◆ What this task involves:
Copy each entry exactly, leaving nothing out.

[Records excerpted from a collection]
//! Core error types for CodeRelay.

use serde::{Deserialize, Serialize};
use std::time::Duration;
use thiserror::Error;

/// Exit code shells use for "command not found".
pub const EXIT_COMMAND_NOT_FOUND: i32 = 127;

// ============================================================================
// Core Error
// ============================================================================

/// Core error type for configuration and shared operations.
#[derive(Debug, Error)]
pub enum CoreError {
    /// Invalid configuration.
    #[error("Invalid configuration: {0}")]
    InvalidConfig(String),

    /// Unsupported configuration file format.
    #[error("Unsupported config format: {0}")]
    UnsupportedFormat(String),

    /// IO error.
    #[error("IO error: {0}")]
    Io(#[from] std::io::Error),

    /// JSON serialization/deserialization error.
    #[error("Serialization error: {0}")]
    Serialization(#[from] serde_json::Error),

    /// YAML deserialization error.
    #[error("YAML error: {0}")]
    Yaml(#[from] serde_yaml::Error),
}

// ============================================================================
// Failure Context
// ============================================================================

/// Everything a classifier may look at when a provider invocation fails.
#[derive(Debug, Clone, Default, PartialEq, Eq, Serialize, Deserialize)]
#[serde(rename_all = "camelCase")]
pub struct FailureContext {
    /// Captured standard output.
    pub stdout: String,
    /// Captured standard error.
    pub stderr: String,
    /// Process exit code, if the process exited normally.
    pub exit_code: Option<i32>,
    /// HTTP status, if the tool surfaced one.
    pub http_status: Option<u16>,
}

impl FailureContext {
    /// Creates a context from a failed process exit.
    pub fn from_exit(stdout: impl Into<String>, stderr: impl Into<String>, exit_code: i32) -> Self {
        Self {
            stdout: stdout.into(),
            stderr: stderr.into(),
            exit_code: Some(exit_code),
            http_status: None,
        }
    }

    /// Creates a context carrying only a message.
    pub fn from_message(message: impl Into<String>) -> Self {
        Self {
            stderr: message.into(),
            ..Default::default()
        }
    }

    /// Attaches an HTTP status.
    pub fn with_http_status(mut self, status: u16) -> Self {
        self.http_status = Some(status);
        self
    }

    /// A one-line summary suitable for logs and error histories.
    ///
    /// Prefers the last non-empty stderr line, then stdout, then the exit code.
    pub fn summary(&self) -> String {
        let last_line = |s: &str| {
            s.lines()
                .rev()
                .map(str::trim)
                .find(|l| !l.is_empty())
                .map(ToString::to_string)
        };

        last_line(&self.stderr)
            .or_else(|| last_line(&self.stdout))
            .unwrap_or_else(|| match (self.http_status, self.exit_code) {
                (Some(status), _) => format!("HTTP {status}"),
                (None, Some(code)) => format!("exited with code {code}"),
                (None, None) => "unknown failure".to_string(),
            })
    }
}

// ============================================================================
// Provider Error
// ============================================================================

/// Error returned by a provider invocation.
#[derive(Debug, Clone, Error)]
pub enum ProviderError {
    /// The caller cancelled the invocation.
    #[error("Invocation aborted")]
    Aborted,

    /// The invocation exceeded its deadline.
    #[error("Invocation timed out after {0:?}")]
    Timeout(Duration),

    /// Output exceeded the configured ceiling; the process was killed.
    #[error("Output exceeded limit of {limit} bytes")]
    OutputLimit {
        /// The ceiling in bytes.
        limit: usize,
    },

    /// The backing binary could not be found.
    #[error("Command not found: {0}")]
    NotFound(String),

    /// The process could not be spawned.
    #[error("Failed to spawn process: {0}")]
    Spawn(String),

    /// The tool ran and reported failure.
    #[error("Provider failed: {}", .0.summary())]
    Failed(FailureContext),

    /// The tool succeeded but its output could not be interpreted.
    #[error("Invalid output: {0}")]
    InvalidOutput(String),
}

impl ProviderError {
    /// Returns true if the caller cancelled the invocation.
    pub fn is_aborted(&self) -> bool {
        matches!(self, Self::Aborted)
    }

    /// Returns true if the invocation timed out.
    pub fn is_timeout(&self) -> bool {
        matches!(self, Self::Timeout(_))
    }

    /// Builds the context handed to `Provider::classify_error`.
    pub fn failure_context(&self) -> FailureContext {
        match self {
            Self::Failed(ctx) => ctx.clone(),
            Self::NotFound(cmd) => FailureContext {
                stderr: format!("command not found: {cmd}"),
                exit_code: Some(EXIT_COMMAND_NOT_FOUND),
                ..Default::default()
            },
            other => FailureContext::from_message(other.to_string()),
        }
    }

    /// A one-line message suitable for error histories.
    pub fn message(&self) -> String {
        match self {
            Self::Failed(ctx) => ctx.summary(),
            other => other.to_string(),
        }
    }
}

◆ Exercise response:
//! Core error types for CodeRelay.

use serde::{Deserialize, Serialize};
use std::time::Duration;
use thiserror::Error;

/// Exit code shells use for "command not found".
pub const EXIT_COMMAND_NOT_FOUND: i32 = 127;

// ============================================================================
// Core Error
// ============================================================================

/// Core error type for configuration and shared operations.
#[derive(Debug, Error)]
pub enum CoreError {
    /// Invalid configuration.
    #[error("Invalid configuration: {0}")]
    InvalidConfig(String),

    /// Unsupported configuration file format.
    #[error("Unsupported config format: {0}")]
    UnsupportedFormat(String),

    /// IO error.
    #[error("IO error: {0}")]
    Io(#[from] std::io::Error),

    /// JSON serialization/deserialization error.
    #[error("Serialization error: {0}")]
    Serialization(#[from] serde_json::Error),

    /// YAML deserialization error.
    #[error("YAML error: {0}")]
    Yaml(#[from] serde_yaml::Error),
}

// ============================================================================
// Failure Context
// ============================================================================

/// Everything a classifier may look at when a provider invocation fails.
#[derive(Debug, Clone, Default, PartialEq, Eq, Serialize, Deserialize)]
#[serde(rename_all = "camelCase")]
pub struct FailureContext {
    /// Captured standard output.
    pub stdout: String,
    /// Captured standard error.
    pub stderr: String,
    /// Process exit code, if the process exited normally.
    pub exit_code: Option<i32>,
    /// HTTP status, if the tool surfaced one.
    pub http_status: Option<u16>,
}

impl FailureContext {
    /// Creates a context from a failed process exit.
    pub fn from_exit(stdout: impl Into<String>, stderr: impl Into<String>, exit_code: i32) -> Self {
        Self {
            stdout: stdout.into(),
            stderr: stderr.into(),
            exit_code: Some(exit_code),
            http_status: None,
        }
    }

    /// Creates a context carrying only a message.
    pub fn from_message(message: impl Into<String>) -> Self {
        Self {
            stderr: message.into(),
            ..Default::default()
        }
    }

    /// Attaches an HTTP status.
    pub fn with_http_status(mut self, status: u16) -> Self {
        self.http_status = Some(status);
        self
    }

    /// A one-line summary suitable for logs and error histories.
    ///
    /// Prefers the last non-empty stderr line, then stdout, then the exit code.
    pub fn summary(&self) -> String {
        let last_line = |s: &str| {
            s.lines()
                .rev()
                .map(str::trim)
                .find(|l| !l.is_empty())
                .map(ToString::to_string)
        };

        last_line(&self.stderr)
            .or_else(|| last_line(&self.stdout))
            .unwrap_or_else(|| match (self.http_status, self.exit_code) {
                (Some(status), _) => format!("HTTP {status}"),
                (None, Some(code)) => format!("exited with code {code}"),
                (None, None) => "unknown failure".to_string(),
            })
    }
}

// ============================================================================
// Provider Error
// ============================================================================

/// Error returned by a provider invocation.
#[derive(Debug, Clone, Error)]
pub enum ProviderError {
    /// The caller cancelled the invocation.
    #[error("Invocation aborted")]
    Aborted,

    /// The invocation exceeded its deadline.
    #[error("Invocation timed out after {0:?}")]
    Timeout(Duration),

    /// Output exceeded the configured ceiling; the process was killed.
    #[error("Output exceeded limit of {limit} bytes")]
    OutputLimit {
        /// The ceiling in bytes.
        limit: usize,
    },

    /// The backing binary could not be found.
    #[error("Command not found: {0}")]
    NotFound(String),

    /// The process could not be spawned.
    #[error("Failed to spawn process: {0}")]
    Spawn(String),

    /// The tool ran and reported failure.
    #[error("Provider failed: {}", .0.summary())]
    Failed(FailureContext),

    /// The tool succeeded but its output could not be interpreted.
    #[error("Invalid output: {0}")]
    InvalidOutput(String),
}

impl ProviderError {
    /// Returns true if the caller cancelled the invocation.
    pub fn is_aborted(&self) -> bool {
        matches!(self, Self::Aborted)
    }

    /// Returns true if the invocation timed out.
    pub fn is_timeout(&self) -> bool {
        matches!(self, Self::Timeout(_))
    }

    /// Builds the context handed to `Provider::classify_error`.
    pub fn failure_context(&self) -> FailureContext {
        match self {
            Self::Failed(ctx) => ctx.clone(),
            Self::NotFound(cmd) => FailureContext {
                stderr: format!("command not found: {cmd}"),
                exit_code: Some(EXIT_COMMAND_NOT_FOUND),
                ..Default::default()
            },
            other => FailureContext::from_message(other.to_string()),
        }
    }

    /// A one-line message suitable for error histories.
    pub fn message(&self) -> String {
        match self {
            Self::Failed(ctx) => ctx.summary(),
            other => other.to_string(),
        }
    }
}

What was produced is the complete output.